Children today can really set the bar high when it comes to Christmas presents. Kid’s expectations can be demanding, and as parents, it’s only natural to not want to disappoint them. But what happens when their wants and expectations exceed what you can afford to give them? Here’s what you can do to keep their expectations for a Christmas present practical.
How to Lower Your Preteen’s Christmas and New Year Gifts Expectations
1. Keep Giving and Gifting your Child to a Minimum
It’s called strategic deprivation where you limit giving and gifting your child toys, clothes, etc. throughout the year. Giving them whatever they want is going to make them want more. Giving them less is not a bad thing so long as their basic necessities are met. This act of not giving them anything and everything from the start will only make them appreciate something when they finally get it.
2. Limit the Number of Gifts
This season doesn’t have to be about extravagance. Gifting your child 10 presents as opposed to one doesn’t make you a better parent. Yes, all parents want to give their children the best but that best doesn’t have to come in numbers. If your child is used to getting 10 presents at this time, the next year he or she is probably going to expect much more. Keep gifting real and practical. A single present can be as delightful for a child if it’s given with love.

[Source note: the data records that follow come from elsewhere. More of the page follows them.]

//! Template matching over grayscale frames.
//!
//! Both entry points compute a normalized cross-correlation surface between
//! the needle and the searched part of the haystack. Results are relative to
//! the search area's origin; use [`locate`] / [`locate_all`] when frame
//! coordinates are needed.

use image::{GrayImage, ImageBuffer, Luma};
use imageproc::template_matching::{match_template, MatchTemplateMethod};

use crate::errors::{PilotError, PilotResult};
use crate::perception::types::{Match, Rect};

/// Rounding slack for scores that land a hair above 1.0.
const SCORE_EPSILON: f32 = 1e-3;

type Surface = ImageBuffer<Luma<f32>, Vec<f32>>;

/// Best match of `needle` inside `area` of `haystack`, or `None` when the
/// maximum similarity falls outside `[threshold, 1.0]`.
pub fn find_best(
    haystack: &GrayImage,
    needle: &GrayImage,
    area: Option<Rect>,
    threshold: f32,
) -> PilotResult<Option<Match>> {
    let Some(surface) = similarity_surface(haystack, needle, area)? else {
        return Ok(None);
    };

    let mut best: Option<(u32, u32, f32)> = None;
    for (x, y, px) in surface.enumerate_pixels() {
        let score = px[0];
        if !score.is_finite() {
            continue;
        }
        if best.map_or(true, |(_, _, b)| score > b) {
            best = Some((x, y, score));
        }
    }

    Ok(best.and_then(|(x, y, score)| {
        accept(score, threshold).map(|score| Match {
            rect: Rect::new(x, y, needle.width(), needle.height()),
            score,
        })
    }))
}

/// Every non-overlapping match above `threshold`, strongest first.
pub fn find_all(
    haystack: &GrayImage,
    needle: &GrayImage,
    area: Option<Rect>,
    threshold: f32,
) -> PilotResult<Vec<Match>> {
    let Some(surface) = similarity_surface(haystack, needle, area)? else {
        return Ok(Vec::new());
    };

    let candidates: Vec<Match> = surface
        .enumerate_pixels()
        .filter(|(_, _, px)| px[0].is_finite())
        .filter_map(|(x, y, px)| {
            accept(px[0], threshold).map(|score| Match {
                rect: Rect::new(x, y, needle.width(), needle.height()),
                score,
            })
        })
        .collect();

    Ok(suppress_overlapping(candidates))
}

/// Greedy non-max suppression: accept the strongest remaining candidate and
/// drop everything that intersects it. Equal scores are ordered top-to-bottom,
/// then left-to-right.
pub fn suppress_overlapping(mut candidates: Vec<Match>) -> Vec<Match> {
    candidates.sort_by(|a, b| {
        b.score
            .partial_cmp(&a.score)
            .unwrap_or(std::cmp::Ordering::Equal)
            .then(a.rect.y.cmp(&b.rect.y))
            .then(a.rect.x.cmp(&b.rect.x))
    });

    let mut keep: Vec<Match> = Vec::new();
    for candidate in candidates {
        if keep.iter().all(|k| !k.rect.intersects(&candidate.rect)) {
            keep.push(candidate);
        }
    }
    keep
}

/// [`find_best`] translated back into haystack coordinates.
pub fn locate(
    haystack: &GrayImage,
    needle: &GrayImage,
    area: Option<Rect>,
    threshold: f32,
) -> PilotResult<Option<Match>> {
    let (dx, dy) = origin(area);
    Ok(find_best(haystack, needle, area, threshold)?.map(|m| m.translate(dx, dy)))
}

/// [`find_all`] translated back into haystack coordinates.
pub fn locate_all(
    haystack: &GrayImage,
    needle: &GrayImage,
    area: Option<Rect>,
    threshold: f32,
) -> PilotResult<Vec<Match>> {
    let (dx, dy) = origin(area);
    Ok(find_all(haystack, needle, area, threshold)?
        .into_iter()
        .map(|m| m.translate(dx, dy))
        .collect())
}

fn origin(area: Option<Rect>) -> (u32, u32) {
    area.map_or((0, 0), |a| (a.x, a.y))
}

fn accept(score: f32, threshold: f32) -> Option<f32> {
    if score > 1.0 + SCORE_EPSILON {
        tracing::debug!(score, "similarity above 1.0 rejected");
        return None;
    }
    (score >= threshold).then(|| score.min(1.0))
}

fn similarity_surface(
    haystack: &GrayImage,
    needle: &GrayImage,
    area: Option<Rect>,
) -> PilotResult<Option<Surface>> {
    if haystack.width() == 0 || haystack.height() == 0 {
        return Err(PilotError::InvalidInput("haystack image is empty".into()));
    }
    if needle.width() == 0 || needle.height() == 0 {
        return Err(PilotError::InvalidInput("needle image is empty".into()));
    }

    let full = Rect::new(0, 0, haystack.width(), haystack.height());
    let region = match area {
        None => full,
        Some(a) => match a.clamp_to(haystack.width(), haystack.height()) {
            Some(r) => r,
            None => return Ok(None),
        },
    };
    if needle.width() > region.width || needle.height() > region.height {
        return Ok(None);
    }

    let surface = if region == full {
        match_template(haystack, needle, MatchTemplateMethod::CrossCorrelationNormalized)
    } else {
        let cropped =
            image::imageops::crop_imm(haystack, region.x, region.y, region.width, region.height)
                .to_image();
        match_template(&cropped, needle, MatchTemplateMethod::CrossCorrelationNormalized)
    };
    Ok(Some(surface))
}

3. Keep it Simple from the Beginning
Children are not born with an instinctive nature for gifts. So when they are small, this is the best time to keep their Christmas expectations low key. By being practical and giving them what you can afford, they too learn to accept and appreciate whatever is given to them.
4. Talk to your Kids about It
If your child expects something out of the ordinary and you can’t possibly meet his or her expectation, it helps to have a positive chat about it. There’s no need to be blunt in telling them you can’t afford to give them what they want. You can put it gently across in whichever manner you feel best. Most preteens are usually at an understanding age. So telling them that you need to downsize on the number of gifts or giving them something other than what they want because of certain other financial matters that need to be taken care of will help soften the blow.
Not giving your children what they want doesn’t need to be seen as a cruel deprivation of sorts. It’s nice to buy them things every now and then but knowing how to keep it realistic goes a long way in lowering their preteen’s Christmas present expectations. If you know how to strike the right balance with your kids all year long, a Christmas or New Year morning can be much more meaningful.